Only it didn’t quite work out that way.
One of the great things about GURPS is you can make any kind of character you want. There aren’t races and classes, only point buy customizations. I set a point total, limited disadvantages, and capped certain powers…. but a GM can only do so much. As my players got into character creation, the questions started coming.
- Can we play anything?
- Like, anything anything?
- Are you open to neutral undead PCs?
- What if my backstory is I’m the son of Tchazzar?
- If we’re playing monsters, I want to be a goblin.
- Maybe I’m human, but I’m a loan shark!
Soon my band of noble adventurers had turned into a gang of monsters.
Here’s where I had to come back to what I really wanted out of a game.

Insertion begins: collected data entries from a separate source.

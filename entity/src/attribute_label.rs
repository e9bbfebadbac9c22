use sea_orm::entity::prelude::*;

/// Per-store frontend label of an attribute.
#[derive(Clone, Debug, PartialEq, Eq, DeriveEntityModel)]
#[sea_orm(table_name = "attribute_label")]
pub struct Model {
    #[sea_orm(primary_key)]
    pub id: i32,
    pub attribute_id: i32,
    pub store_id: i32,
    pub value: String,
}

#[derive(Copy, Clone, Debug, EnumIter, DeriveRelation)]
pub enum Relation {
    #[sea_orm(
        belongs_to = "super::attribute::Entity",
        from = "Column::AttributeId",
        to = "super::attribute::Column::Id",
        on_update = "Cascade",
        on_delete = "Cascade"
    )]
    Attribute,
    #[sea_orm(
        belongs_to = "super::store::Entity",
        from = "Column::StoreId",
        to = "super::store::Column::Id",
        on_update = "Cascade",
        on_delete = "Cascade"
    )]
    Store,
}

impl Related<super::attribute::Entity> for Entity {
    fn to() -> RelationDef {
        Relation::Attribute.def()
    }
}

impl Related<super::store::Entity> for Entity {
    fn to() -> RelationDef {
        Relation::Store.def()
    }
}

impl ActiveModelBehavior for ActiveModel {}
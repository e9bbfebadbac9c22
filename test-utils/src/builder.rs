use entity::prelude::*;
use sea_orm::{sea_query::TableCreateStatement, EntityTrait, Schema};

use crate::{context::TestContext, error::TestError};

/// Builder for creating test contexts with customizable database schemas.
///
/// Provides a fluent interface for configuring test environments with an SQLite
/// database. Add entity tables (or one of the table groups), then call `build()` to
/// create the configured test context.
///
/// # Example
///
/// ```rust,ignore
/// use test_utils::builder::TestBuilder;
/// use entity::prelude::{Store, CmsPage};
///
/// let test = TestBuilder::new()
///     .with_table(Store)
///     .with_table(CmsPage)
///     .build()
///     .await?;
/// ```
pub struct TestBuilder {
    /// CREATE TABLE statements to execute during database setup, in insertion order.
    ///
    /// Every statement carries `IF NOT EXISTS`, so table groups that share tables
    /// (the `store` table in particular) can be combined freely.
    tables: Vec<TableCreateStatement>,

    /// Whether the admin and default store views are inserted after table creation.
    seed_stores: bool,
}

impl TestBuilder {
    /// Creates a new test builder with no tables configured.
    ///
    /// # Returns
    /// - New `TestBuilder` instance with empty table configuration
    pub fn new() -> Self {
        Self {
            tables: Vec::new(),
            seed_stores: false,
        }
    }

    /// Adds an entity table to the test database schema.
    ///
    /// Generates a CREATE TABLE statement from the provided SeaORM entity using SQLite
    /// backend syntax. Tables should be added in dependency order (tables with foreign
    /// keys after their referenced tables).
    ///
    /// # Arguments
    /// - `entity` - SeaORM entity model implementing `EntityTrait` to create table for
    ///
    /// # Returns
    /// - `Self` - Builder instance for method chaining
    pub fn with_table<E: EntityTrait>(mut self, entity: E) -> Self {
        let schema = Schema::new(sea_orm::DbBackend::Sqlite);
        let mut stmt = schema.create_table_from_entity(entity);
        stmt.if_not_exists();
        self.tables.push(stmt);
        self
    }

    /// Adds the store view table and seeds the two system store views.
    ///
    /// Every other table group depends on this one, since per-store values and
    /// assignments reference `store.id`. The seeded rows are:
    /// - `0` / `admin` - the default scope
    /// - `1` / `default` - the default storefront view
    ///
    /// # Returns
    /// - `Self` - Builder instance for method chaining
    pub fn with_store_tables(mut self) -> Self {
        self.seed_stores = true;
        self.with_table(Store)
    }

    /// Adds the tables required for CMS pages.
    pub fn with_page_tables(self) -> Self {
        self.with_store_tables()
            .with_table(CmsPage)
            .with_table(CmsPageStore)
    }

    /// Adds the tables required for categories and their per-store values.
    pub fn with_category_tables(self) -> Self {
        self.with_store_tables()
            .with_table(Category)
            .with_table(CategoryStoreValue)
    }

    /// Adds the tables required for product attributes, their labels and options.
    pub fn with_attribute_tables(self) -> Self {
        self.with_store_tables()
            .with_table(Attribute)
            .with_table(AttributeLabel)
            .with_table(AttributeOption)
    }

    /// Adds the tables required for cart price rules.
    pub fn with_cart_rule_tables(self) -> Self {
        self.with_store_tables()
            .with_table(CartRule)
            .with_table(CartRuleLabel)
    }

    /// Adds the tables required for carts and cart items.
    pub fn with_cart_tables(self) -> Self {
        self.with_store_tables()
            .with_table(Cart)
            .with_table(CartItem)
    }

    /// Adds every storefront table.
    ///
    /// Use this for tests that span several entity kinds, such as the fixture
    /// registry tests.
    ///
    /// # Returns
    /// - `Self` - Builder instance for method chaining
    ///
    /// # Example
    ///
    /// ```rust,ignore
    /// let test = TestBuilder::new()
    ///     .with_storefront_tables()
    ///     .build()
    ///     .await?;
    /// ```
    pub fn with_storefront_tables(self) -> Self {
        self.with_page_tables()
            .with_category_tables()
            .with_attribute_tables()
            .with_cart_rule_tables()
            .with_cart_tables()
    }

    /// Builds and initializes the test context with configured tables.
    ///
    /// Connects to the test database, executes all CREATE TABLE statements in the
    /// order they were added, and seeds the system store views when the store table
    /// was requested.
    ///
    /// # Returns
    /// - `Ok(TestContext)` - Fully initialized test context with database and tables ready
    /// - `Err(TestError::Database)` - Failed to connect, create tables or seed rows
    pub async fn build(self) -> Result<TestContext, TestError> {
        let mut setup = TestContext::new();

        setup.with_tables(self.tables).await?;

        if self.seed_stores {
            setup.seed_system_stores().await?;
        }

        Ok(setup)
    }
}

impl Default for TestBuilder {
    fn default() -> Self {
        Self::new()
    }
}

I’d be making a PC for when someone else took a turn at the wheel, but I’d be the GM most of the time. My players were all excited about their new weird characters. Did I want to run the module as written? Put limits on their creativity? Enforce particular alignments and races?
Or should I give the players what they wanted?
It’s important to note that I wasn’t going along with the players because I felt like I was outnumbered, or I wanted to be “nice,” or I felt guilty or ambivalent or something. I wanted to give them this opportunity because they were thinking about the box, and I also wanted to think outside the box. Because there was potential in their enthusiasm, a way to make a game that was new and different. Because it sounded like fun.
With a few simple adjustments, the module became not “The Village of Hommlett,” but “The Village of Nulb.” The PCs’ job was to defend the town from zealous do-gooders who failed to realize that just because someone looked monstrous didn’t mean they were a bad person. When town mayor Rufus (now a retired half-orc warrior) told the PCs about bandit activity in the Moathouse, it was because he was afraid banditry would draw bounty hunters, paladins, and “good” adventurers who might extend their slaughter to the town of Nulb.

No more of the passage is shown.